→ **WHAT THIS TASK INVOLVES**: Word for word, return the lines from the top of the listing to the line containing "use tracing::debug;", both ends included, and no others.

→ **SOURCE MATERIAL**:
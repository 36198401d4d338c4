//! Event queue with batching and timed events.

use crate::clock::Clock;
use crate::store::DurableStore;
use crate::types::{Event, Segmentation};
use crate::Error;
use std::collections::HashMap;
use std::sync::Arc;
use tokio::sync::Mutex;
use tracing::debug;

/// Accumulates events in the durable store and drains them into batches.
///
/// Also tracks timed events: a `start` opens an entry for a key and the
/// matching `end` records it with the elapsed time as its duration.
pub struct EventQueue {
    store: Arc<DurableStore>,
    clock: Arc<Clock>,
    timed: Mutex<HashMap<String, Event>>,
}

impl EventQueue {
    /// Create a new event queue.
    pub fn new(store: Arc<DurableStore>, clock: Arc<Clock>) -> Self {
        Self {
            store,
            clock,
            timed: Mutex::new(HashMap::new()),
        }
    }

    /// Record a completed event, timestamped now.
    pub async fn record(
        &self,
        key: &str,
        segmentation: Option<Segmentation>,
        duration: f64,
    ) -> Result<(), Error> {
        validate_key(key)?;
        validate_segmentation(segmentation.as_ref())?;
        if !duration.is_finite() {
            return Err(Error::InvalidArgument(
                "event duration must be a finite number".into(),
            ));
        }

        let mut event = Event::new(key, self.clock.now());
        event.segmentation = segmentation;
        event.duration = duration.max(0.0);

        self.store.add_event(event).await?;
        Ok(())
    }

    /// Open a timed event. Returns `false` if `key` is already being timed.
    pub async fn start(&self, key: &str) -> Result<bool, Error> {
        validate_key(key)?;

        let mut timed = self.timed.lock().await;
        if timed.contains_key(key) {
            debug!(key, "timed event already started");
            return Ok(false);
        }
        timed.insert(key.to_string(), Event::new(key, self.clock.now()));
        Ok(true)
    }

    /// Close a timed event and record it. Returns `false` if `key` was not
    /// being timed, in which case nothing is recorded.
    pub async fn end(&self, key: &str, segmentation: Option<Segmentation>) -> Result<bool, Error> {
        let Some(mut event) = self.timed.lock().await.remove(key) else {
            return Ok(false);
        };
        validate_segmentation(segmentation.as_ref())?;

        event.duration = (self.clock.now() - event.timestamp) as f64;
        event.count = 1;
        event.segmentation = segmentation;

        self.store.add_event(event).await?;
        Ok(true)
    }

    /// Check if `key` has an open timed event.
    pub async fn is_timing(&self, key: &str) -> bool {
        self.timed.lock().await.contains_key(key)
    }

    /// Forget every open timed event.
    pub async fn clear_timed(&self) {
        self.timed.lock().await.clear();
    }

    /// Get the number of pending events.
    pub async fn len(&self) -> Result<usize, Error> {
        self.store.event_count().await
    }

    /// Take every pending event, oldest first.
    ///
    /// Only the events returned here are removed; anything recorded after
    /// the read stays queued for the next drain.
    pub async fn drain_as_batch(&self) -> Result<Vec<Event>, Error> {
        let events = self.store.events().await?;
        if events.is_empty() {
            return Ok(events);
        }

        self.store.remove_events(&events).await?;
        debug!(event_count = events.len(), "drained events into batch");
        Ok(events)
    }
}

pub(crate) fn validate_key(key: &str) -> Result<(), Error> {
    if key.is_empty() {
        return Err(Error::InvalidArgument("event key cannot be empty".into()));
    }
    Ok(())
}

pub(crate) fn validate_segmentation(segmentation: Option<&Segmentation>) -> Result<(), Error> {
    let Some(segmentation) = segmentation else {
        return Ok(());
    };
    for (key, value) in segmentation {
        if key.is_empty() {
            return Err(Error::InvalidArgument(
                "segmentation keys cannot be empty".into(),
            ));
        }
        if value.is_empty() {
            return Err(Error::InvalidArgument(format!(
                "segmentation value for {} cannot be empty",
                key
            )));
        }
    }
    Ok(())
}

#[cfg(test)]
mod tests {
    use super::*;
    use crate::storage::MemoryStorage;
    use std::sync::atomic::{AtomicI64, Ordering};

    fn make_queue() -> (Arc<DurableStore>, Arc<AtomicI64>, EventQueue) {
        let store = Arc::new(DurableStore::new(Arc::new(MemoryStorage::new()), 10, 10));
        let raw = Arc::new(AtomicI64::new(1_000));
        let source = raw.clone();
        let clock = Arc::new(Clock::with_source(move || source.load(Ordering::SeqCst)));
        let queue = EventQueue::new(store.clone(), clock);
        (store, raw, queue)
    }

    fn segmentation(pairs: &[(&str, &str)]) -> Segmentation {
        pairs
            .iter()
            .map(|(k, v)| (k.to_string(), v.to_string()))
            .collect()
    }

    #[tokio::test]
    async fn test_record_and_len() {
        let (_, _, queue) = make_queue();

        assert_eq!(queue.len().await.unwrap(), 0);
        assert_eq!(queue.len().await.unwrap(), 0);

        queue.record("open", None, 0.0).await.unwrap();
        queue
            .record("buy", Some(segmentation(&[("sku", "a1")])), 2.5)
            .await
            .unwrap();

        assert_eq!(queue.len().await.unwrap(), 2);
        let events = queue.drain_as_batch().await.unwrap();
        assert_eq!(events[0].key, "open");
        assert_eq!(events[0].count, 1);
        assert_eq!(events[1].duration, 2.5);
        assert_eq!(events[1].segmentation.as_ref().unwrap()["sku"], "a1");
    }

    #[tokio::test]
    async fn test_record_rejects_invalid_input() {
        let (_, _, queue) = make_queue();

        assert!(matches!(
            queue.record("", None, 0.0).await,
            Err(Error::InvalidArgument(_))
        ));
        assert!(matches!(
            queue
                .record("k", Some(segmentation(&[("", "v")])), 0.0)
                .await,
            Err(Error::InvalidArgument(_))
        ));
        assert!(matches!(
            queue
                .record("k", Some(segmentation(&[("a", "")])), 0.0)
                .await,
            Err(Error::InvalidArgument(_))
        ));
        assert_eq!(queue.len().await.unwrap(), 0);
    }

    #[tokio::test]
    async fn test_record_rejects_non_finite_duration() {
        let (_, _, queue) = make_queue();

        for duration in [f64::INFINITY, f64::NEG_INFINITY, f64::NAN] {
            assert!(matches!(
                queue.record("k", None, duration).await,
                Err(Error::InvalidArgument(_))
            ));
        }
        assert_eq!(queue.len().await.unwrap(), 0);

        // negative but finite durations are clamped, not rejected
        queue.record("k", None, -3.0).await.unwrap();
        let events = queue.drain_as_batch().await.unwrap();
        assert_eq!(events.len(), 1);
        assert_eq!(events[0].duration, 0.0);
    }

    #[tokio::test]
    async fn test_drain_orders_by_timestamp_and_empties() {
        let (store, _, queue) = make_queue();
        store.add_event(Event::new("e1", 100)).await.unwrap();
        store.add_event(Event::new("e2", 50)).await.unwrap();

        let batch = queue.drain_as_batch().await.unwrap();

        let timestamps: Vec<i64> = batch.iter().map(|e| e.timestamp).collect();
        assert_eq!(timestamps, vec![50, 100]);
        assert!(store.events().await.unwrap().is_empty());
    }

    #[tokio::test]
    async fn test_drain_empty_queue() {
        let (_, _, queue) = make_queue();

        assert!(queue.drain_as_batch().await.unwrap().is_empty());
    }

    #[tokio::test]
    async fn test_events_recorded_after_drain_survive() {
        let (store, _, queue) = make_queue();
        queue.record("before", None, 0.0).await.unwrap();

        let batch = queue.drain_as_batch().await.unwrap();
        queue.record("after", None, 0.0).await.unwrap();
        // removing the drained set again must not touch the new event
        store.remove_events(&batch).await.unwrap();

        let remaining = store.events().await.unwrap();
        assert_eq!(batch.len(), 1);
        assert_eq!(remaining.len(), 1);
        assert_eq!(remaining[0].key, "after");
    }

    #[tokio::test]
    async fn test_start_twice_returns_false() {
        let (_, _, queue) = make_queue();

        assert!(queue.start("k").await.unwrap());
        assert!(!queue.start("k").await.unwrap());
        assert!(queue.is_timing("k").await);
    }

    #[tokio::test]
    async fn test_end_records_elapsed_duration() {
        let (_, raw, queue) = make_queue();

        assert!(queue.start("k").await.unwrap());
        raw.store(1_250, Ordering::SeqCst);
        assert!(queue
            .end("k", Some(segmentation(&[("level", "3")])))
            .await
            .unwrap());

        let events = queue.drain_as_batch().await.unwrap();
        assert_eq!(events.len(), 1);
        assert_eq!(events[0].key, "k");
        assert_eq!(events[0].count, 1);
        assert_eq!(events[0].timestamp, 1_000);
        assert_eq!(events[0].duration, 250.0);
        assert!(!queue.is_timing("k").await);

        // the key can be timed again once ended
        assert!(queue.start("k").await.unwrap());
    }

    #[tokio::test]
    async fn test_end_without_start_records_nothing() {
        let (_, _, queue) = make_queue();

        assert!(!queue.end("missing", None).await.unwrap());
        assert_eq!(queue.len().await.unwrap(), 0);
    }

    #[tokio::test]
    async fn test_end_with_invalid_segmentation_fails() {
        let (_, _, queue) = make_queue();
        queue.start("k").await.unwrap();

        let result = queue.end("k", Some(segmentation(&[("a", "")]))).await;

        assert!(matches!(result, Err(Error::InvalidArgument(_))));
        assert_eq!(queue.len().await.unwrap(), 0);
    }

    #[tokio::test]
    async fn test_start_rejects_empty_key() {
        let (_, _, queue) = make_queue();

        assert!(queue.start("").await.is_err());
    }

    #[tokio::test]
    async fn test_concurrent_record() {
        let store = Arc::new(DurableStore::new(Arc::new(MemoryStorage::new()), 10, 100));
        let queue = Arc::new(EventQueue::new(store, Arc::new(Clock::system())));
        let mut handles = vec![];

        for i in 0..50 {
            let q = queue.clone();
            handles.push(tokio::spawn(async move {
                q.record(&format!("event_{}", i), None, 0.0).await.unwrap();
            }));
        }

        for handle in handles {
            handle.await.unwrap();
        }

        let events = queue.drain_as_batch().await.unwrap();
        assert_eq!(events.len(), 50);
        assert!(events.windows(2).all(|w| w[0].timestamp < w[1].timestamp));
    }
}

→ **WRITTEN SOLUTION**:
repository 36198401d4d338c4
//! Event queue with batching and timed events.

use crate::clock::Clock;
use crate::store::DurableStore;
use crate::types::{Event, Segmentation};
use crate::Error;
use std::collections::HashMap;
use std::sync::Arc;
use tokio::sync::Mutex;
use tracing::debug;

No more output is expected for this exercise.